So that means you can tell me which tire on a car goes flat most often, what headlight left or right burns out first most often, what area of the windshield gets the most rock chips…
Your friends are not mechanics so their sample size is near non-existent. Rock damage to condensers, windshields, headlights, grilles, front fascias, and so on is very common. Along with paint chips…
Things like this have been very common around here forever and even worse now due to rock haulers over the past 5 years or so hauling countless tons of rock for the wind farms. Not only do they rock the roads onto the wind turbine sites but they also rock every last inch of county dirt road getting there. That means hundreds of miles of dirt roads and a lot of that rock ends up on the paved roads also.
Nobody here said that. What they said is it happens, and experienced mechanics have seen it, often multiple times over the years.
There really isn’t anything more to this. You were unlucky, get it fixed.
This is a common A/C tool that has been around forever. Longer than me even…
It’s used to straighten condenser fins damaged due to rocks, sticks, birds, bugs, you name it. Might point this out to your friends.
And of course this tool is to even out damaged fins. It does NOT repair leaks due to harder road debris strikes which makes up an unknown percentage of those hits.
You’ve seen the pictures, we haven’t. Is there damage around the area of the leak? Is the leak in the fins or at a connection or in a line? My opinion varies with the answers to these questions.
Post a pic of the condenser damage and I think the answer will be very apparent what happened.
No one is out to screw you over no matter what you think. If it was a warrantable fix the dealer would have done did it (to use mangled English…) and the insurance company would not be involved. The last thing the dealer needs is yet another car sitting there in limbo waiting on decisions.
If rock damage to the forward facing parts of a car was not a common thing there wouldn’t be places left and right that repair rock chips to windshields or companies that sell bras for the front of your car.
How often do I see a condenser or radiator damaged by road debris? Couple of times a year. Not common but certainly not unheard of.
I see no reason that Hyundai bears any responsibility here, no more than they should be responsible for a flat tired caused by driving over a sharp rock.
+1
Yup!
Accidental damage is accidental damage, no matter what part of the car is involved.
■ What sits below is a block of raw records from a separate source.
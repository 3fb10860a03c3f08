use std::sync::atomic::{AtomicUsize, Ordering};
use std::sync::Arc;

use prewarm_registry::{ExternalReference, ExternalReferenceRegistry, FinalizedReferences};
use prewarm_serdes::{DecodeError, TaggedReader, TaggedWriter};
use prewarm_snapshot::{
    inspect_snapshot, inspect_snapshot_against, BindingKind, BindingRef, BlobIdentity,
    BuildOptions, CodeCacheInfo, DeserializerRegistry, EnvState, Result, RuntimeSource,
    SnapshotBuilder, SnapshotError, SnapshotLoader, Snapshottable, TickInfo,
};
use proptest::prelude::*;

#[derive(Debug, PartialEq)]
struct FsBinding {
    open_files: u32,
    cwd: String,
}

impl Snapshottable for FsBinding {
    fn type_name(&self) -> &str {
        "fs_binding_data"
    }

    fn serialize(&self, writer: &mut TaggedWriter) {
        writer.write_u32(self.open_files);
        writer.write_string(&self.cwd);
    }
}

#[derive(Debug, PartialEq)]
struct HeapStats {
    fields: Vec<i64>,
}

impl Snapshottable for HeapStats {
    fn type_name(&self) -> &str {
        "v8_binding_data"
    }

    fn serialize(&self, writer: &mut TaggedWriter) {
        writer.write_u64(self.fields.len() as u64);
        for field in &self.fields {
            writer.write_i64(*field);
        }
    }
}

struct TcpWrap;

impl Snapshottable for TcpWrap {
    fn type_name(&self) -> &str {
        "tcp_wrap"
    }
}

fn read_fs(reader: &mut TaggedReader) -> std::result::Result<FsBinding, DecodeError> {
    Ok(FsBinding {
        open_files: reader.read_u32()?,
        cwd: reader.read_string()?,
    })
}

fn read_heap(reader: &mut TaggedReader) -> std::result::Result<HeapStats, DecodeError> {
    let len = reader.read_u64()?;
    let fields = (0..len).map(|_| reader.read_i64()).collect::<std::result::Result<_, _>>()?;
    Ok(HeapStats { fields })
}

struct FakeRuntime {
    fs: FsBinding,
    heap: HeapStats,
    extra: Option<TcpWrap>,
    compiled: usize,
}

impl FakeRuntime {
    fn new() -> Self {
        Self {
            fs: FsBinding {
                open_files: 3,
                cwd: "/srv/app".into(),
            },
            heap: HeapStats {
                fields: vec![-1, 0, 42],
            },
            extra: None,
            compiled: 0,
        }
    }
}

fn native_a() -> u32 {
    1
}

fn native_b() -> u32 {
    2
}

impl RuntimeSource for FakeRuntime {
    fn bindings(&self) -> Vec<BindingRef<'_>> {
        let mut bindings = vec![
            BindingRef {
                data_index: 10,
                object: &self.fs,
            },
            BindingRef {
                data_index: 11,
                object: &self.heap,
            },
        ];
        if let Some(extra) = &self.extra {
            bindings.push(BindingRef {
                data_index: 12,
                object: extra,
            });
        }
        bindings
    }

    fn builtin_module_ids(&self) -> Vec<String> {
        vec!["fs".into(), "internal/bootstrap/node".into()]
    }

    fn env_state(&self) -> EnvState {
        EnvState {
            tick_info: TickInfo { fields: 7 },
            context: 99,
            ..EnvState::default()
        }
    }

    fn isolate_data_indices(&mut self) -> Vec<u64> {
        vec![0, 1, 2, 3]
    }

    fn compile_builtin_modules(&mut self) -> Result<Vec<CodeCacheInfo>> {
        self.compiled += 1;
        Ok(self
            .builtin_module_ids()
            .into_iter()
            .map(|id| CodeCacheInfo {
                data: id.as_bytes().repeat(4),
                id,
            })
            .collect())
    }

    fn create_engine_blob(&mut self, references: &FinalizedReferences) -> Result<Vec<u8>> {
        let index = references
            .index_of(ExternalReference::from_ptr(native_b as *const ()))
            .ok_or_else(|| SnapshotError::Runtime("native_b is not registered".into()))?;
        Ok((index as u64).to_le_bytes().to_vec())
    }
}

fn references() -> FinalizedReferences {
    let mut registry = ExternalReferenceRegistry::new();
    registry
        .register_group(
            "fs",
            [
                ExternalReference::from_ptr(native_a as *const ()),
                ExternalReference::from_ptr(native_b as *const ()),
            ],
        )
        .unwrap();
    registry.finalize().unwrap()
}

fn deserializers() -> DeserializerRegistry {
    let mut registry = DeserializerRegistry::new();
    registry
        .register(BindingKind::FsBindingData, read_fs)
        .unwrap();
    registry
        .register(BindingKind::V8BindingData, read_heap)
        .unwrap();
    registry
}

fn build_blob(runtime: &mut FakeRuntime, refs: &FinalizedReferences) -> Vec<u8> {
    SnapshotBuilder::new(refs, BuildOptions::default())
        .build(runtime)
        .unwrap()
        .to_blob()
        .unwrap()
}

#[test]
fn build_then_load_restores_runtime_state() {
    let refs = references();
    let mut runtime = FakeRuntime::new();
    let blob = build_blob(&mut runtime, &refs);
    assert_eq!(runtime.compiled, 1);

    let deserializers = deserializers();
    let state = SnapshotLoader::new(&refs, &deserializers)
        .load(&blob)
        .unwrap();

    assert_eq!(state.engine_blob, 1u64.to_le_bytes());
    assert_eq!(state.external_references.as_slice(), refs.as_slice());
    assert_eq!(state.isolate_data_indices, [0, 1, 2, 3]);
    assert_eq!(state.builtin_modules, ["fs", "internal/bootstrap/node"]);
    assert_eq!(state.env.tick_info.fields, 7);
    assert_eq!(state.env.context, 99);

    assert_eq!(state.bindings.len(), 2);
    let fs = &state.bindings[0];
    assert_eq!((fs.kind, fs.id, fs.data_index), (BindingKind::FsBindingData, 0, 10));
    assert_eq!(fs.object.downcast_ref::<FsBinding>(), Some(&runtime.fs));
    let heap = &state.bindings[1];
    assert_eq!((heap.kind, heap.id, heap.data_index), (BindingKind::V8BindingData, 1, 11));
    assert_eq!(heap.object.downcast_ref::<HeapStats>(), Some(&runtime.heap));

    assert_eq!(state.code_cache.len(), 2);
    assert_eq!(state.code_cache.get("fs"), Some(&b"fsfsfsfs"[..]));
}

#[test]
fn code_cache_embedding_can_be_skipped() {
    let refs = references();
    let mut runtime = FakeRuntime::new();
    let data = SnapshotBuilder::new(
        &refs,
        BuildOptions {
            embed_code_cache: false,
        },
    )
    .build(&mut runtime)
    .unwrap();
    assert!(data.code_cache.is_empty());
    assert_eq!(runtime.compiled, 0);
}

#[test]
fn unsupported_binding_fails_the_build() {
    let refs = references();
    let mut runtime = FakeRuntime::new();
    runtime.extra = Some(TcpWrap);
    let err = SnapshotBuilder::new(&refs, BuildOptions::default())
        .build(&mut runtime)
        .unwrap_err();
    assert!(matches!(err, SnapshotError::UnsupportedBinding(name) if name == "tcp_wrap"));
}

#[test]
fn version_mismatch_is_rejected_before_any_deserializer_runs() {
    let refs = references();
    let mut runtime = FakeRuntime::new();
    let data = SnapshotBuilder::new(&refs, BuildOptions::default())
        .build(&mut runtime)
        .unwrap();
    let blob = data
        .to_blob_as(&BlobIdentity {
            version: "0.0.0-other".into(),
            ..BlobIdentity::current()
        })
        .unwrap();

    let calls = Arc::new(AtomicUsize::new(0));
    let mut deserializers = DeserializerRegistry::new();
    for kind in BindingKind::ALL {
        let calls = calls.clone();
        deserializers
            .register(kind, move |_: &mut TaggedReader| {
                calls.fetch_add(1, Ordering::SeqCst);
                Ok(())
            })
            .unwrap();
    }

    let err = SnapshotLoader::new(&refs, &deserializers)
        .load(&blob)
        .unwrap_err();
    assert!(matches!(
        err,
        SnapshotError::VersionMismatch { ref found, .. } if found == "0.0.0-other"
    ));
    assert_eq!(calls.load(Ordering::SeqCst), 0);

    let state = SnapshotLoader::new(&refs, &deserializers)
        .expecting(BlobIdentity {
            version: "0.0.0-other".into(),
            ..BlobIdentity::current()
        })
        .load(&blob);
    // The placeholder deserializers leave payload fields unread.
    assert!(matches!(state, Err(SnapshotError::Deserialize { .. })));
    assert_eq!(calls.load(Ordering::SeqCst), 1);
}

#[test]
fn arch_mismatch_is_rejected() {
    let blob = prewarm_snapshot::SnapshotData::default()
        .to_blob_as(&BlobIdentity {
            arch: "riscv-imaginary".into(),
            ..BlobIdentity::current()
        })
        .unwrap();
    let err = prewarm_snapshot::SnapshotData::from_blob(&blob).unwrap_err();
    assert!(matches!(err, SnapshotError::ArchMismatch { .. }));
}

#[test]
fn corrupted_blobs_are_rejected() {
    let refs = references();
    let blob = build_blob(&mut FakeRuntime::new(), &refs);
    let deserializers = deserializers();
    let loader = SnapshotLoader::new(&refs, &deserializers);

    let mut bad_magic = blob.clone();
    bad_magic[0] ^= 0xff;
    assert!(matches!(
        loader.load(&bad_magic),
        Err(SnapshotError::InvalidMagic { .. })
    ));

    let mut bad_body = blob.clone();
    let last_body_byte = bad_body.len() - 5;
    bad_body[last_body_byte] ^= 0x01;
    assert!(matches!(
        loader.load(&bad_body),
        Err(SnapshotError::ChecksumMismatch { .. })
    ));

    let mut bad_trailer = blob.clone();
    *bad_trailer.last_mut().unwrap() ^= 0x80;
    assert!(matches!(
        loader.load(&bad_trailer),
        Err(SnapshotError::ChecksumMismatch { .. })
    ));

    assert!(matches!(
        loader.load(&blob[..6]),
        Err(SnapshotError::Corrupt(_))
    ));
}

#[test]
fn unknown_embedder_type_is_fatal() {
    let refs = references();
    let mut data = SnapshotBuilder::new(&refs, BuildOptions::default())
        .build(&mut FakeRuntime::new())
        .unwrap();
    data.env_info.bindings[1].type_name = "tty_wrap".into();

    let deserializers = deserializers();
    let err = SnapshotLoader::new(&refs, &deserializers)
        .restore(data)
        .unwrap_err();
    assert!(matches!(err, SnapshotError::UnknownType(name) if name == "tty_wrap"));
}

#[test]
fn missing_deserializer_is_fatal() {
    let refs = references();
    let blob = build_blob(&mut FakeRuntime::new(), &refs);
    let mut deserializers = DeserializerRegistry::new();
    deserializers
        .register(BindingKind::FsBindingData, read_fs)
        .unwrap();
    let err = SnapshotLoader::new(&refs, &deserializers)
        .load(&blob)
        .unwrap_err();
    assert!(matches!(
        err,
        SnapshotError::MissingDeserializer("v8_binding_data")
    ));
}

#[test]
fn inspect_summarizes_foreign_blobs() {
    let refs = references();
    let data = SnapshotBuilder::new(&refs, BuildOptions::default())
        .build(&mut FakeRuntime::new())
        .unwrap();
    let blob = data
        .to_blob_as(&BlobIdentity {
            version: "9.9.9".into(),
            arch: "sparc".into(),
        })
        .unwrap();

    let summary = inspect_snapshot(&blob).unwrap();
    assert!(!summary.compatible);
    assert_eq!(summary.identity.version, "9.9.9");
    assert_eq!(summary.total_size, blob.len());
    assert_eq!(summary.engine_blob_size, 8);
    assert_eq!(summary.isolate_data_indices, 4);
    assert_eq!(summary.bindings.len(), 2);
    assert_eq!(summary.bindings[0].0, "fs_binding_data");
    assert_eq!(summary.code_cache[0], ("fs".to_string(), 8));

    let text = summary.to_string();
    assert!(text.contains("version: 9.9.9\n"));
    assert!(text.contains("compatible: no\n"));
    assert!(text.contains("  internal/bootstrap/node (92B)\n"));

    let against = inspect_snapshot_against(
        &blob,
        &BlobIdentity {
            version: "9.9.9".into(),
            arch: "sparc".into(),
        },
    )
    .unwrap();
    assert!(against.compatible);
}

proptest! {
    #[test]
    fn decoder_never_panics(bytes in proptest::collection::vec(any::<u8>(), 0..512)) {
        let _ = prewarm_snapshot::SnapshotData::from_blob(&bytes);
        let _ = inspect_snapshot(&bytes);
    }

    #[test]
    fn any_single_byte_flip_is_detected(position in any::<prop::sample::Index>(), mask in 1u8..) {
        let refs = references();
        let mut blob = build_blob(&mut FakeRuntime::new(), &refs);
        let position = position.index(blob.len());
        blob[position] ^= mask;
        prop_assert!(prewarm_snapshot::SnapshotData::from_blob(&blob).is_err());
    }
}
I had a radiator that also got damaged by rocks over time, causing a leak, and overheating the engine. The grill gives no protection to constant small and medium rocks that get kicked up over time, including on the interstates. After that radiator failure and replacement, I placed a piece of screen door wire behind the grill but in front of the radiator and the AC condenser. I just got some replacement stuff for screen doors at the hardware store and cut it to fit and tucked it in. Now rocks bounce off, keeping my AC part and radiator from that constant damage. Look through the grill at your own radiator or AC condenser and see the indentations from small and medium rocks, which occasionally cause a leak, and a replacement repair. One mechanic said to not do this, claiming it would slow the air flow. I did it anyway. Well, the engine temp stayed exactly the same. The AC is blowing exactly as before, just fine. I’ve had my screen in for more than three years now, with no effect on my engine or AC system, except to protect it. There is no rock damage to front of my radiator and AC condenser, compared to leaving it open to the elements. I’ve replaced the AC systems in 2 cars (compressor failures) for $3,000 total and no way am I leaving them open to the constant dings of rocks after that expense.
We called those bug screens. Covered the whole front of the car in the 50’s and early 60’s. Then they lost popularity and they made some that went behind the grill. Maybe they still do. It would make cleaning the bugs out of the condenser and radiator a lot easier.